§ How to complete this task:
Return, in their exact form, the lines that lie between the start of the data below and the line containing "let status = response.status();", with both ends included.

§ Supplied material:
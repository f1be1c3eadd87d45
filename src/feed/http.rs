//! HTTP post source.
//!
//! Issues a plain `GET` against the configured endpoint and decodes the body
//! as a JSON array of [`Post`]. No auth, no retries, no timeout: the request
//! waits for the transport to settle.

use async_trait::async_trait;
use log::{debug, info, warn};

use crate::feed::{FetchError, Post, PostSource};

pub struct HttpPostSource {
    endpoint: String,
    client: reqwest::Client,
}

impl HttpPostSource {
    pub fn new(endpoint: impl Into<String>) -> Self {
        Self {
            endpoint: endpoint.into(),
            client: reqwest::Client::new(),
        }
    }
}

#[async_trait]
impl PostSource for HttpPostSource {
    fn describe(&self) -> &str {
        &self.endpoint
    }

    async fn fetch_posts(&self) -> Result<Vec<Post>, FetchError> {
        info!("GET {}", self.endpoint);

        let response = self
            .client
            .get(&self.endpoint)
            .send()
            .await
            .map_err(|e| {
                warn!("Request to {} failed: {}", self.endpoint, e);
                FetchError::Transport(e.to_string())
            })?;

        let status = response.status();
        debug!("Response status: {}", status);

        if !status.is_success() {
            warn!("Feed returned HTTP {}", status.as_u16());
            return Err(FetchError::Status(status.as_u16()));
        }

        let body = response.bytes().await.map_err(|e| {
            warn!("Failed to read response body: {}", e);
            FetchError::Transport(e.to_string())
        })?;
        debug!("Response body: {} bytes", body.len());

        let posts: Vec<Post> = serde_json::from_slice(&body).map_err(|e| {
            warn!("Failed to decode posts: {}", e);
            FetchError::Transport(format!("invalid response body: {e}"))
        })?;

        info!("Fetched {} posts", posts.len());
        Ok(posts)
    }
}

#[cfg(test)]
mod tests {
    use super::*;

    #[test]
    fn describe_is_endpoint() {
        let source = HttpPostSource::new("http://localhost:8000/reddit-sentiment");
        assert_eq!(source.describe(), "http://localhost:8000/reddit-sentiment");
    }

    #[test]
    fn unparseable_url_is_transport_failure() {
        let source = HttpPostSource::new("not a url");
        let result = tokio_test::block_on(source.fetch_posts());
        assert!(matches!(result, Err(FetchError::Transport(_))));
    }
}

§ The completed task:
repository f1be1c3eadd87d45
filename src/feed/http.rs
//! HTTP post source.
//!
//! Issues a plain `GET` against the configured endpoint and decodes the body
//! as a JSON array of [`Post`]. No auth, no retries, no timeout: the request
//! waits for the transport to settle.

use async_trait::async_trait;
use log::{debug, info, warn};

use crate::feed::{FetchError, Post, PostSource};

pub struct HttpPostSource {
    endpoint: String,
    client: reqwest::Client,
}

impl HttpPostSource {
    pub fn new(endpoint: impl Into<String>) -> Self {
        Self {
            endpoint: endpoint.into(),
            client: reqwest::Client::new(),
        }
    }
}

#[async_trait]
impl PostSource for HttpPostSource {
    fn describe(&self) -> &str {
        &self.endpoint
    }

    async fn fetch_posts(&self) -> Result<Vec<Post>, FetchError> {
        info!("GET {}", self.endpoint);

        let response = self
            .client
            .get(&self.endpoint)
            .send()
            .await
            .map_err(|e| {
                warn!("Request to {} failed: {}", self.endpoint, e);
                FetchError::Transport(e.to_string())
            })?;

        let status = response.status();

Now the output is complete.